HOW TO COMPLETE THIS TASK: Copy the lines below verbatim. Begin with the first and end with the line containing "filename src/lib.rs".

== == ==

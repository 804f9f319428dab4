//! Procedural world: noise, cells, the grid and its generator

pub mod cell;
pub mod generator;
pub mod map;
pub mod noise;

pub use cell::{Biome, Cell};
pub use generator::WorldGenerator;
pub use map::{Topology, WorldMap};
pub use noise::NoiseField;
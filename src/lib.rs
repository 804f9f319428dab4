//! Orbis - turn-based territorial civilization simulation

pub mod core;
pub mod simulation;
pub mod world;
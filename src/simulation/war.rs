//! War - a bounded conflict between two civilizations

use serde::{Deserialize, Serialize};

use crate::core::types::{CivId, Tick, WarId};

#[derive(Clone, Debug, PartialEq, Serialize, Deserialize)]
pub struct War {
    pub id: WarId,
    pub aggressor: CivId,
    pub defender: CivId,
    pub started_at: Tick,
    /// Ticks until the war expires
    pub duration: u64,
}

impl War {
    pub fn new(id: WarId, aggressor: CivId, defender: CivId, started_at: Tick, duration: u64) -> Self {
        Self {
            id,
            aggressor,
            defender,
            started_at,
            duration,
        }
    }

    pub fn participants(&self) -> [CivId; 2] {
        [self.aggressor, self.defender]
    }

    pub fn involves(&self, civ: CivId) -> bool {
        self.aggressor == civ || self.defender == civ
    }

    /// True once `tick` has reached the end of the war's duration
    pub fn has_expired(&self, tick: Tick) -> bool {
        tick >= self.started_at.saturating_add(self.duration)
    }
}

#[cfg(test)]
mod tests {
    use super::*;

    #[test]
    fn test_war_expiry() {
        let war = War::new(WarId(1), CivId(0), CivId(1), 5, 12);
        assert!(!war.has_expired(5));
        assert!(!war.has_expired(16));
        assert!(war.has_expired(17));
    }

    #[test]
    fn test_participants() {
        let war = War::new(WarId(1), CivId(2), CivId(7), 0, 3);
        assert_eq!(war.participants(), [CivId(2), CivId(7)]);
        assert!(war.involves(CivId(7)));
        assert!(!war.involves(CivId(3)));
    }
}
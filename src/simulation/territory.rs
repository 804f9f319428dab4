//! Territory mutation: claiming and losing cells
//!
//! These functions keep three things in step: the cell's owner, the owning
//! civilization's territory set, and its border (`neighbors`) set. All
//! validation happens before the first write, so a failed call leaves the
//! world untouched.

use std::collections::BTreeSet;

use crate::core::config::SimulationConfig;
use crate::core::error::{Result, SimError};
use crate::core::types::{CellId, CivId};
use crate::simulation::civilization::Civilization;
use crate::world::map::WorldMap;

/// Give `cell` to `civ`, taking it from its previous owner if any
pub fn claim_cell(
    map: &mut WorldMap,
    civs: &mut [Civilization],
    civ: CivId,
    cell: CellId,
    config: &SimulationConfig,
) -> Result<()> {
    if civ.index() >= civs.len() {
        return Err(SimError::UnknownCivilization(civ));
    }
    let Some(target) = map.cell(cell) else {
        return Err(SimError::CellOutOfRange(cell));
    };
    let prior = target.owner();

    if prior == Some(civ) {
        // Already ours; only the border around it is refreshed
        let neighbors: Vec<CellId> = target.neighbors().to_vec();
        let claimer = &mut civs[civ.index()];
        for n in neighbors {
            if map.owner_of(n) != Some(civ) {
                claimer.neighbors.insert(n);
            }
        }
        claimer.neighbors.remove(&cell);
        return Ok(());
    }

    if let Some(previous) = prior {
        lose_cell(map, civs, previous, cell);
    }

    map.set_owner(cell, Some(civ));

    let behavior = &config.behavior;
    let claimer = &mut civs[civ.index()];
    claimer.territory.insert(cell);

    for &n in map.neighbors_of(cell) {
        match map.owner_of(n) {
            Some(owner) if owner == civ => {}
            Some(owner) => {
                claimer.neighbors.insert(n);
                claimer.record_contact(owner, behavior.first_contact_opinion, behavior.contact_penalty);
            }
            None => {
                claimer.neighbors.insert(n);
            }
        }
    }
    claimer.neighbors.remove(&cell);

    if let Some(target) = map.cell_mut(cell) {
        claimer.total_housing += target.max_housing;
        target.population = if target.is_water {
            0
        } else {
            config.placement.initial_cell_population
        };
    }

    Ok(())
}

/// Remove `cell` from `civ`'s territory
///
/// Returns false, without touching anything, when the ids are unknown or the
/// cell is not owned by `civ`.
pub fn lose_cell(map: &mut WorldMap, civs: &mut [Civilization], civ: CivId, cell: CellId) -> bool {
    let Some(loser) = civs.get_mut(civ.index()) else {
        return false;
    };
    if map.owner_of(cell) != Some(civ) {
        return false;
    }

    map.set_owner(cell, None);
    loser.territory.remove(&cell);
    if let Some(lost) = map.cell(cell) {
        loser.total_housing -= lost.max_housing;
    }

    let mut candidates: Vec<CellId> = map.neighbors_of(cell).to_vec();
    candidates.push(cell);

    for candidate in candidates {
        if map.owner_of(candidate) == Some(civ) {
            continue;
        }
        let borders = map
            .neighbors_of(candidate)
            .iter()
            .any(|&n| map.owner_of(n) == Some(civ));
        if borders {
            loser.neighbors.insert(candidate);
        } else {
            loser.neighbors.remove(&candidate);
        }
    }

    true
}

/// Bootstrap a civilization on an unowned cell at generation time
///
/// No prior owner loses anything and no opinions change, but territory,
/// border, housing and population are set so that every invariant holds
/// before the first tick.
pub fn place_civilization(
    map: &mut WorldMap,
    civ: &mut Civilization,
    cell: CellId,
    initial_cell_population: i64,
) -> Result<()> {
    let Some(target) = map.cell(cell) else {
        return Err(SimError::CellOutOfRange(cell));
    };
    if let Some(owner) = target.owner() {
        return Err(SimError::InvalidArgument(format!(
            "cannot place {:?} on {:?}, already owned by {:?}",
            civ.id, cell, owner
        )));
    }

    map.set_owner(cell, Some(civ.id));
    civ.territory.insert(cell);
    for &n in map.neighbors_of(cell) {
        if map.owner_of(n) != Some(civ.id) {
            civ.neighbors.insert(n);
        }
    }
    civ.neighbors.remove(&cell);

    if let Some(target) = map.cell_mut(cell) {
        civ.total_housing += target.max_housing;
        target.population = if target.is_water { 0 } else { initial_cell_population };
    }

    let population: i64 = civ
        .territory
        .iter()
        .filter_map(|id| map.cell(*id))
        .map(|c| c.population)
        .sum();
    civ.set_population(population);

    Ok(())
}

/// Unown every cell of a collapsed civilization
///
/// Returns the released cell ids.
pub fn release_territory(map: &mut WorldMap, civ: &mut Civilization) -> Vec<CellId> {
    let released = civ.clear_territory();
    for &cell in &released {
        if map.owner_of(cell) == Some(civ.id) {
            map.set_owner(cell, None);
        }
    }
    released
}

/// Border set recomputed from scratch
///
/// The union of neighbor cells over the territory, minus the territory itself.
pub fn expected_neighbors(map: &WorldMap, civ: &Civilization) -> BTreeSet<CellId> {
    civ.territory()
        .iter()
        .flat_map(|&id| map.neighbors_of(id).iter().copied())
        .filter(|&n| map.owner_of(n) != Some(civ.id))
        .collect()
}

== == ==

PROBLEM SOLUTION:
repository 804f9f319428dab4
//! Procedural world: noise, cells, the grid and its generator

pub mod cell;
pub mod generator;
pub mod map;
pub mod noise;

pub use cell::{Biome, Cell};
pub use generator::WorldGenerator;
pub use map::{Topology, WorldMap};
pub use noise::NoiseField;
filename src/lib.rs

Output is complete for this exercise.